→ PROBLEM
Reproduce, from the lines below, exactly the stretch that begins at the line containing "use uuid::Uuid;" and ends at the line containing "let mut response", both included.

→ Dataset entries
# # # # #

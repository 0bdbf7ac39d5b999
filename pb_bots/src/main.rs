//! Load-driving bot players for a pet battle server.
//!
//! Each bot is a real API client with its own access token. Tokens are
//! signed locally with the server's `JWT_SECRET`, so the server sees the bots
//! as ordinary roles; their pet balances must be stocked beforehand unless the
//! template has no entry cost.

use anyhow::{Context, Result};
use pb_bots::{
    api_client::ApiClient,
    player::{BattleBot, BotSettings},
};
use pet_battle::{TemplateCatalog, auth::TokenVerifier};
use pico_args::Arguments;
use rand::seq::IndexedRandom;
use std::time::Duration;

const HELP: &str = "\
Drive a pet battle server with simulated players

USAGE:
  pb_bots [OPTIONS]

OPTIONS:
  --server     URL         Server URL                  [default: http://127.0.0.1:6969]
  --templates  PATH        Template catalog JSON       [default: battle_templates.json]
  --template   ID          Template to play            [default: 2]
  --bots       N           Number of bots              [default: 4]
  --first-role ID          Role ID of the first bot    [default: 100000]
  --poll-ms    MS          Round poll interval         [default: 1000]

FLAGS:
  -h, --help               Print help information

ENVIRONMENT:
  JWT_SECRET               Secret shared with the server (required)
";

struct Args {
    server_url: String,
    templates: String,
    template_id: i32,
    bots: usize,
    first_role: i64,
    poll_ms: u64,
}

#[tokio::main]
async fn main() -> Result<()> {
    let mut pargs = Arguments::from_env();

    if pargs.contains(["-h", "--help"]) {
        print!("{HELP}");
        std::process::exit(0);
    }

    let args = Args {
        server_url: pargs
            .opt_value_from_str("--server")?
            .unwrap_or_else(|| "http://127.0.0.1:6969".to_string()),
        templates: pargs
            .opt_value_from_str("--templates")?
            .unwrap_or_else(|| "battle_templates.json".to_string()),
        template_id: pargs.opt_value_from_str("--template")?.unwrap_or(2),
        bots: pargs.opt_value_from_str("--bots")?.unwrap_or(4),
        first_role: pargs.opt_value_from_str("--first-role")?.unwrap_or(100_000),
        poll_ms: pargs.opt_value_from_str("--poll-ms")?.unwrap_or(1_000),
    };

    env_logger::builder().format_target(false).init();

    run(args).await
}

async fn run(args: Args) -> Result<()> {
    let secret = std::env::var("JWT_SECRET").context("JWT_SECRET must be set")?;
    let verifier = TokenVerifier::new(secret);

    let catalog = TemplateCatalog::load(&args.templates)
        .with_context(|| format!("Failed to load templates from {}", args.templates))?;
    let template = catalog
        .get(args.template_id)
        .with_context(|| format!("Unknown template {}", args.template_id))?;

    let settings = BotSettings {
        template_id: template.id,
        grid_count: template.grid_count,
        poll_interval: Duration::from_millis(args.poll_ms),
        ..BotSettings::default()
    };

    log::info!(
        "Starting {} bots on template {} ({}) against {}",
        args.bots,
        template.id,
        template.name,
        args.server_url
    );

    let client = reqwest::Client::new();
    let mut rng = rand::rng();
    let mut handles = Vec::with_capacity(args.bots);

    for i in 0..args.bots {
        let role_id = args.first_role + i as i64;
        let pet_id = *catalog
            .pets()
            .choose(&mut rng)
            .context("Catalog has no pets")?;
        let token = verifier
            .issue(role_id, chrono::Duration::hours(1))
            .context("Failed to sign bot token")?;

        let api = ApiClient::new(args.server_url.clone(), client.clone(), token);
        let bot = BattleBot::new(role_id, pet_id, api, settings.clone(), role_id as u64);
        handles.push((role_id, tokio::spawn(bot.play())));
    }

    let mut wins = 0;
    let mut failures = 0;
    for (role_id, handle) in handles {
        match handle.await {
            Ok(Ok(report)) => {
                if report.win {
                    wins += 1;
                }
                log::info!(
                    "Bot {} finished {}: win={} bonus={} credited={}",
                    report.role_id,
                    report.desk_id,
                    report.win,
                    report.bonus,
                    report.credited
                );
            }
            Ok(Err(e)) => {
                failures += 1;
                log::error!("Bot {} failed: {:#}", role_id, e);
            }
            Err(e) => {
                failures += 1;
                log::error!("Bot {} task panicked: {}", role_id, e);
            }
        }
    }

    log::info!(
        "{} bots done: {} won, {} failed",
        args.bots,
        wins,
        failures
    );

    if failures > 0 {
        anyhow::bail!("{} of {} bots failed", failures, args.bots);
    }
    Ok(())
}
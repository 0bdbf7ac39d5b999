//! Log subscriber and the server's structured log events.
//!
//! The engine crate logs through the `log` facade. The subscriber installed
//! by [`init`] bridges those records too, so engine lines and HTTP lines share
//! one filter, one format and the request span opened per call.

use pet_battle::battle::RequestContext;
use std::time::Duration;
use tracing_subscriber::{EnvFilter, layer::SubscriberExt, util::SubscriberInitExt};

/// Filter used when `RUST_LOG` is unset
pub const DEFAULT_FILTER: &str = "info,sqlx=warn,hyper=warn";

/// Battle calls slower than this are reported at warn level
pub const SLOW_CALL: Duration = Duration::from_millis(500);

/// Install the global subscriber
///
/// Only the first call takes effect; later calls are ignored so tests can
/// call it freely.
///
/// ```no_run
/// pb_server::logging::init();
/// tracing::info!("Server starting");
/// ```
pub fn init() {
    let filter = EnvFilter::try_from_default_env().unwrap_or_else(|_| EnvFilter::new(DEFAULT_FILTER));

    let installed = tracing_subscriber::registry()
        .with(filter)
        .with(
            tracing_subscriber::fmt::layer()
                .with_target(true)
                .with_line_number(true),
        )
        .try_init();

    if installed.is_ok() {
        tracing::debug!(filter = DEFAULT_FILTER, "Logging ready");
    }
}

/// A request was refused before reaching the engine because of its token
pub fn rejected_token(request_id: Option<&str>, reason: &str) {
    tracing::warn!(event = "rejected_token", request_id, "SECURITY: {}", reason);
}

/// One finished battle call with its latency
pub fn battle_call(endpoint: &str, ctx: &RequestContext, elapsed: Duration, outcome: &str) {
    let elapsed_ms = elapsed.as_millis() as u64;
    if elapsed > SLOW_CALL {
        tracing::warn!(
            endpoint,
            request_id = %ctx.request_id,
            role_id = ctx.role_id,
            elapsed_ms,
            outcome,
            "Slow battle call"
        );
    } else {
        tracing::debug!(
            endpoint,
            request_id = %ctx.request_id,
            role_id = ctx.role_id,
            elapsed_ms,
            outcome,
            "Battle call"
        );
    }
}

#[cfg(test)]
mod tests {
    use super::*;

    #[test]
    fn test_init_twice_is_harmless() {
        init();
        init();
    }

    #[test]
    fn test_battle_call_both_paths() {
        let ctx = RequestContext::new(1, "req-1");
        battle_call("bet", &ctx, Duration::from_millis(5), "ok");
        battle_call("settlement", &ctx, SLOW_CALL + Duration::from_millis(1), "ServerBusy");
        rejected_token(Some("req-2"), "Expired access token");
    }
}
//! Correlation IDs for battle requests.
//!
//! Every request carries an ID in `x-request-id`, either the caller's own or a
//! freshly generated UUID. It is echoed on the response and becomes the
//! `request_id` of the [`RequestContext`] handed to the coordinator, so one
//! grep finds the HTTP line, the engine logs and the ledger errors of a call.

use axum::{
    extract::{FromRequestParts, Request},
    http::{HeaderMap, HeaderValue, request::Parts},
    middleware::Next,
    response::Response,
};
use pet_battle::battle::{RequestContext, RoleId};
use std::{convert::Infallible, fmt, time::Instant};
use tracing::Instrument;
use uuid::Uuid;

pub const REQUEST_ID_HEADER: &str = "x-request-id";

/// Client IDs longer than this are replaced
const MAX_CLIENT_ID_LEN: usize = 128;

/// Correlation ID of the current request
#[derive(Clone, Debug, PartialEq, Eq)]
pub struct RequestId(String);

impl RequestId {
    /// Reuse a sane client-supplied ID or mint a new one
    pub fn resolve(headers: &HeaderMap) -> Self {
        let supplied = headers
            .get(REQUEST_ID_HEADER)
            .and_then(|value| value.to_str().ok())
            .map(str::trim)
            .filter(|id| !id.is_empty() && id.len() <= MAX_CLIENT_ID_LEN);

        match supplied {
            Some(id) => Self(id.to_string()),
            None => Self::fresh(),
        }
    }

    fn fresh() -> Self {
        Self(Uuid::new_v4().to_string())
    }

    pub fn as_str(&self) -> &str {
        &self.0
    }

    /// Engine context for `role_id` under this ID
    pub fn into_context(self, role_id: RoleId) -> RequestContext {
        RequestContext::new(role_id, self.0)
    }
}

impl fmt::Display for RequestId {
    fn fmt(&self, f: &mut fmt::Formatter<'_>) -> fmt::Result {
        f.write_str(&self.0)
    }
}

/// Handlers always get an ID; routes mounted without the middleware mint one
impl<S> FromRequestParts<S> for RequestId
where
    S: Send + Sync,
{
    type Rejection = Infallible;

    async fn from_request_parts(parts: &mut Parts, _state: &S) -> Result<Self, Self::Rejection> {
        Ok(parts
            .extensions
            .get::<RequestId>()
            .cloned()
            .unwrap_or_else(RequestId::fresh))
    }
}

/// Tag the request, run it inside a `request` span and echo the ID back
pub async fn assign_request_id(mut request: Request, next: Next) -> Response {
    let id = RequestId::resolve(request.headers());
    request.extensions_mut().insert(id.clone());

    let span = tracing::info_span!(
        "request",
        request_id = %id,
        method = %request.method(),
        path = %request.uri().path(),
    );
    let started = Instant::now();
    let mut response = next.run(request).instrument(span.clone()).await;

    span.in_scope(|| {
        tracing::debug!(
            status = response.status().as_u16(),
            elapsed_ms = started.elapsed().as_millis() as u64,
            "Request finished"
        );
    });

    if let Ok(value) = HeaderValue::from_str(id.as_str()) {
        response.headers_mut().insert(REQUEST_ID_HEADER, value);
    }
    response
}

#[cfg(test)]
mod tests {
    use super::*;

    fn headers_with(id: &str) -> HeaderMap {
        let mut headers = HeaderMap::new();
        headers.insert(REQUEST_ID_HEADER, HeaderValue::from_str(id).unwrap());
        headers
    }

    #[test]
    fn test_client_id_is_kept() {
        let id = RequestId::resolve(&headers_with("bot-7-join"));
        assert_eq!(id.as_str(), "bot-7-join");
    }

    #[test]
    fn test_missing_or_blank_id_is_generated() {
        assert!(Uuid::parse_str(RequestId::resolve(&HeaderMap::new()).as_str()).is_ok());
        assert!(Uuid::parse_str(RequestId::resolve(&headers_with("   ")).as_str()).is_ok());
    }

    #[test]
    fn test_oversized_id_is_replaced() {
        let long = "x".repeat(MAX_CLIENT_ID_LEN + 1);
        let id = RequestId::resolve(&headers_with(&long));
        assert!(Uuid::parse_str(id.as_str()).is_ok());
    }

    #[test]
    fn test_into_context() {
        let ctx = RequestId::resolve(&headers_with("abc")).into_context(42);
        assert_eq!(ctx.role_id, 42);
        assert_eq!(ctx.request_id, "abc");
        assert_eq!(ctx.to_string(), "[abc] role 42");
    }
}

# # # # #

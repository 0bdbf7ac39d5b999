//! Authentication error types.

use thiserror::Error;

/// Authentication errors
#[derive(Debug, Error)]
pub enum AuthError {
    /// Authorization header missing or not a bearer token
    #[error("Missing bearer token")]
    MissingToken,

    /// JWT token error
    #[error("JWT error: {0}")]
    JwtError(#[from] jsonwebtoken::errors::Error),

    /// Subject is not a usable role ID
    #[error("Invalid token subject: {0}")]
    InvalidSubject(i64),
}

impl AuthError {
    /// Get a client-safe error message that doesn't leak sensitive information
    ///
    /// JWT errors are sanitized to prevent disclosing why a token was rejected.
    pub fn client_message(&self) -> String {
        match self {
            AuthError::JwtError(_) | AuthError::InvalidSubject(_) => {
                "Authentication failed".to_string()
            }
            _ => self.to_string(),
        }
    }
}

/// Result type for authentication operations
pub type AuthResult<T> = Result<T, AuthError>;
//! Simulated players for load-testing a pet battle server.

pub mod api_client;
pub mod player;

# # # # #

→ TASK ANSWER
use uuid::Uuid;

pub const REQUEST_ID_HEADER: &str = "x-request-id";

/// Client IDs longer than this are replaced
const MAX_CLIENT_ID_LEN: usize = 128;

/// Correlation ID of the current request
#[derive(Clone, Debug, PartialEq, Eq)]
pub struct RequestId(String);

impl RequestId {
    /// Reuse a sane client-supplied ID or mint a new one
    pub fn resolve(headers: &HeaderMap) -> Self {
        let supplied = headers
            .get(REQUEST_ID_HEADER)
            .and_then(|value| value.to_str().ok())
            .map(str::trim)
            .filter(|id| !id.is_empty() && id.len() <= MAX_CLIENT_ID_LEN);

        match supplied {
            Some(id) => Self(id.to_string()),
            None => Self::fresh(),
        }
    }

    fn fresh() -> Self {
        Self(Uuid::new_v4().to_string())
    }

    pub fn as_str(&self) -> &str {
        &self.0
    }

    /// Engine context for `role_id` under this ID
    pub fn into_context(self, role_id: RoleId) -> RequestContext {
        RequestContext::new(role_id, self.0)
    }
}

impl fmt::Display for RequestId {
    fn fmt(&self, f: &mut fmt::Formatter<'_>) -> fmt::Result {
        f.write_str(&self.0)
    }
}

/// Handlers always get an ID; routes mounted without the middleware mint one
impl<S> FromRequestParts<S> for RequestId
where
    S: Send + Sync,
{
    type Rejection = Infallible;

    async fn from_request_parts(parts: &mut Parts, _state: &S) -> Result<Self, Self::Rejection> {
        Ok(parts
            .extensions
            .get::<RequestId>()
            .cloned()
            .unwrap_or_else(RequestId::fresh))
    }
}

/// Tag the request, run it inside a `request` span and echo the ID back
pub async fn assign_request_id(mut request: Request, next: Next) -> Response {
    let id = RequestId::resolve(request.headers());
    request.extensions_mut().insert(id.clone());

    let span = tracing::info_span!(
        "request",
        request_id = %id,
        method = %request.method(),
        path = %request.uri().path(),
    );
    let started = Instant::now();
    let mut response = next.run(request).instrument(span.clone()).await;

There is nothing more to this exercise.